The Pit-1, Oct1/2, Unc-86 (POU) domain class 2 transcription factor 1 (POU2F1) is a bipotential transcriptional regulator of induced and repressed states (9). POU2F1 is widely expressed in healthy as well as in malignant tissues (17) and a versatile acting transcription factor in cancer (18,19). Whereas in other malignant entities (20-22), including breast (23,24), gastric (25), cervical (26), and prostate cancer (27), an oncogenic role of POU2F1 has been described, its role in patients with NSCLC remains to be determined.

Here, we evaluated the prognostic role of POU2F1 in NSCLC, retrospectively analyzing protein and gene expression data of two large patient cohorts as well as its functional impact on human A549 lung cancer cell line. We present the following article in accordance with the MDAR reporting checklist (available at https://tlcr.amegroups.com/article/view/10.21037/tlcr-22-714/rc).

Methods

Study collectives

To generate a hypothesis on POU2F1’s prognostic role in NSCLC, we retrospectively analyzed 311 patients, diagnosed, and surgically treated for non-small cell lung cancer (NSCLC) between December 1998 and November 2004 at the Thoracic Surgery department of the St. Georg’s Clinic Ostercappeln. Study approval by the Ethics Committees of Osnabrück, Münster and Mainz were obtained for the collection of paraffin-embedded tissue samples for biomarker testing. Individuals gave informed consent before participating in this anonymized retrospective analysis. The study was conducted in accordance with the Declaration of Helsinki (as revised in 2013). Patients under 18 years of age, with an unknown smoking status, with stage IV disease, with an incomplete resection status (R1- or R2-resection) or with an indeterminate histological growth pattern (i.e., NSCLC not otherwise specified) were excluded from the primary analysis. Due to possible interaction with POU2F1 expression, exclusion of 94 neoadjuvant treated cases resulted in a final cohort size of 217 patients (see Figure 1A). Gathered clinical data included age at NSCLC diagnosis, gender, Eastern Cooperative Oncology Group (ECOG) performance status at diagnosis, smoking status and—if attainable—packyears, neoadjuvant treatment regimen, adjuvant treatment regimen, date of surgery, histopathological diagnosis, overall tumor stage, pT-, pN- and pM-status, tumor grading, resection status (R0, R1, or R2), date and status of relapse, as well as date and status of death or last contact.

Figure 1 Cohort selection of the protein expression cohort and the gene expression cohort. (A) By immunohistochemistry (IHC) protein expression cohort was analyzed. Patients treated with neoadjuvant therapy were excluded due to possible interference with POU2F1 expression.

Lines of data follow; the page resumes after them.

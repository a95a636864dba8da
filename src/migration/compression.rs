// ABOUTME: Gzip compression of exported batches
// ABOUTME: Runs the codec on the blocking pool so workers keep the runtime responsive

use anyhow::{Context, Result};
use flate2::read::GzDecoder;
use flate2::write::GzEncoder;
use flate2::Compression;
use std::io::{Read, Write};

fn compress(data: &[u8]) -> Result<Vec<u8>> {
    let mut encoder = GzEncoder::new(Vec::with_capacity(data.len() / 4), Compression::default());
    encoder.write_all(data).context("Failed to compress batch")?;
    encoder.finish().context("Failed to finish gzip stream")
}

fn decompress(data: &[u8]) -> Result<Vec<u8>> {
    let mut decoder = GzDecoder::new(data);
    let mut out = Vec::new();
    decoder
        .read_to_end(&mut out)
        .context("Batch file is not a valid gzip stream")?;
    Ok(out)
}

pub async fn gzip(data: Vec<u8>) -> Result<Vec<u8>> {
    tokio::task::spawn_blocking(move || compress(&data))
        .await
        .context("Compression task panicked")?
}

pub async fn gunzip(data: Vec<u8>) -> Result<Vec<u8>> {
    tokio::task::spawn_blocking(move || decompress(&data))
        .await
        .context("Decompression task panicked")?
}
// ABOUTME: Switchover readiness policy based on a configurable replication lag metric
// ABOUTME: Observes lag on the destination and compares it to the configured threshold

use anyhow::{Context, Result};
use serde::Deserialize;
use std::fmt;

use crate::clickhouse::tsv;
use crate::endpoint::DatabaseEndpoint;

/// What the lag threshold is measured in
#[derive(Debug, Clone, Copy, PartialEq, Eq, Deserialize)]
#[serde(rename_all = "snake_case")]
pub enum LagMetric {
    /// Worst replica delay in seconds (`system.replicas.absolute_delay`)
    Seconds,
    /// Pending replication queue entries (`system.replication_queue`)
    QueueDepth,
}

impl LagMetric {
    fn query(self) -> &'static str {
        match self {
            LagMetric::Seconds => "SELECT max(absolute_delay) FROM system.replicas",
            LagMetric::QueueDepth => "SELECT count() FROM system.replication_queue",
        }
    }
}

impl fmt::Display for LagMetric {
    fn fmt(&self, f: &mut fmt::Formatter<'_>) -> fmt::Result {
        match self {
            LagMetric::Seconds => f.write_str("seconds"),
            LagMetric::QueueDepth => f.write_str("queue entries"),
        }
    }
}

#[derive(Debug, Clone, Copy, PartialEq, Eq)]
pub struct SwitchoverPolicy {
    pub metric: LagMetric,
    pub threshold: u64,
}

#[derive(Debug, Clone, Copy, PartialEq, Eq)]
pub enum SwitchoverDecision {
    Proceed { observed: u64 },
    Wait { observed: u64 },
}

impl SwitchoverPolicy {
    pub fn new(metric: LagMetric, threshold: u64) -> Self {
        Self { metric, threshold }
    }

    pub fn evaluate(&self, observed: u64) -> SwitchoverDecision {
        if observed <= self.threshold {
            SwitchoverDecision::Proceed { observed }
        } else {
            SwitchoverDecision::Wait { observed }
        }
    }

    /// Measure the configured lag metric on `endpoint`
    ///
    /// An instance without replicated tables reports no lag.
    pub async fn observe(&self, endpoint: &dyn DatabaseEndpoint) -> Result<u64> {
        let rows = endpoint
            .query(self.metric.query())
            .await
            .with_context(|| format!("Failed to observe replication lag in {}", self.metric))?;
        Ok(rows
            .first()
            .and_then(|row| row.first())
            .and_then(|cell| tsv::parse_u64(cell))
            .unwrap_or(0))
    }
}
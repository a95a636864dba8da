// ABOUTME: Parser for ClickHouse TabSeparated output
// ABOUTME: Splits rows and fields and reverses the format's escape sequences

use crate::endpoint::Rows;

/// Parse a TabSeparated response body into rows of unescaped fields
///
/// Literal tabs and newlines inside values are always escaped by the
/// server, so raw `\t` and `\n` are structural.
pub fn parse_rows(body: &str) -> Rows {
    body.split('\n')
        .filter(|line| !line.is_empty())
        .map(|line| line.split('\t').map(unescape).collect())
        .collect()
}

/// Reverse TabSeparated escaping for one field
pub fn unescape(field: &str) -> String {
    let mut out = String::with_capacity(field.len());
    let mut chars = field.chars();
    while let Some(c) = chars.next() {
        if c != '\\' {
            out.push(c);
            continue;
        }
        match chars.next() {
            Some('n') => out.push('\n'),
            Some('t') => out.push('\t'),
            Some('r') => out.push('\r'),
            Some('b') => out.push('\u{8}'),
            Some('f') => out.push('\u{c}'),
            Some('0') => out.push('\0'),
            Some(other) => out.push(other),
            None => out.push('\\'),
        }
    }
    out
}

/// Parse a numeric cell, treating `\N` (NULL) as absent
pub fn parse_u64(field: &str) -> Option<u64> {
    if field == "\\N" {
        return None;
    }
    field.trim().parse().ok()
}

Hence, 75 adenocarcinoma (ADC) patients, 105 squamous cell carcinoma (SCC) patients and 37 large cell carcinoma patients (LCC) were analyzed. Of interest, the ADC subgroup was subdivided into smokers and non-smokers. (B) By selection of the gene expression cohort’s histologic subtypes, n=201 cases were lost to further analysis. 672 ADC patients were available for survival analysis on POU2F1 mRNA overexpression, and 271 SCC patients could be evaluated. In 301 cases, information on smoking status of ADC patients was not available. Hence, in the subgroup of ADC patients, 231 smokers as well as 140 non-smokers could be analyzed.

With regard to histopathology, 75 of 217 patients presented adenocarcinoma (ADC) growth pattern and 105 of 217 had squamous cell carcinoma (SCC) histology. The remaining 37 patients were diagnosed with large cell carcinoma (LCC). Staging was performed according to the sixth edition of Tumor Nodule Metastasis (TNM) system proposed by the “Union Internationale Contre le Cancer” (UICC) (28). An update towards later TNM staging system editions was not possible due to ethical concerns regarding patient privacy and data protection. Moreover, complete tissue specimen were paraffinized and no fresh frozen tissues were available. Hence, mutations in the EGFR- (29), and BRAF- (30), as well as translocations and fusions in ALK- (31), and ROS1- (32) gene loci could retrospectively not be assessed.

We used the online messenger ribonucleic acid meta-analysis database ‘kmplot.com’ for NSCLC as a validation cohort to evaluate the prognostic effect of POU2F1 gene expression (affymetrix Probe ID 227254_at) on the mRNA level in 672 ADC patients and 271 SCC patients (see Figure 1B). Regarding prior history of smoking, subcohort analyses of the ADC cohort were performed for 140 non-smokers and 231 smokers (33).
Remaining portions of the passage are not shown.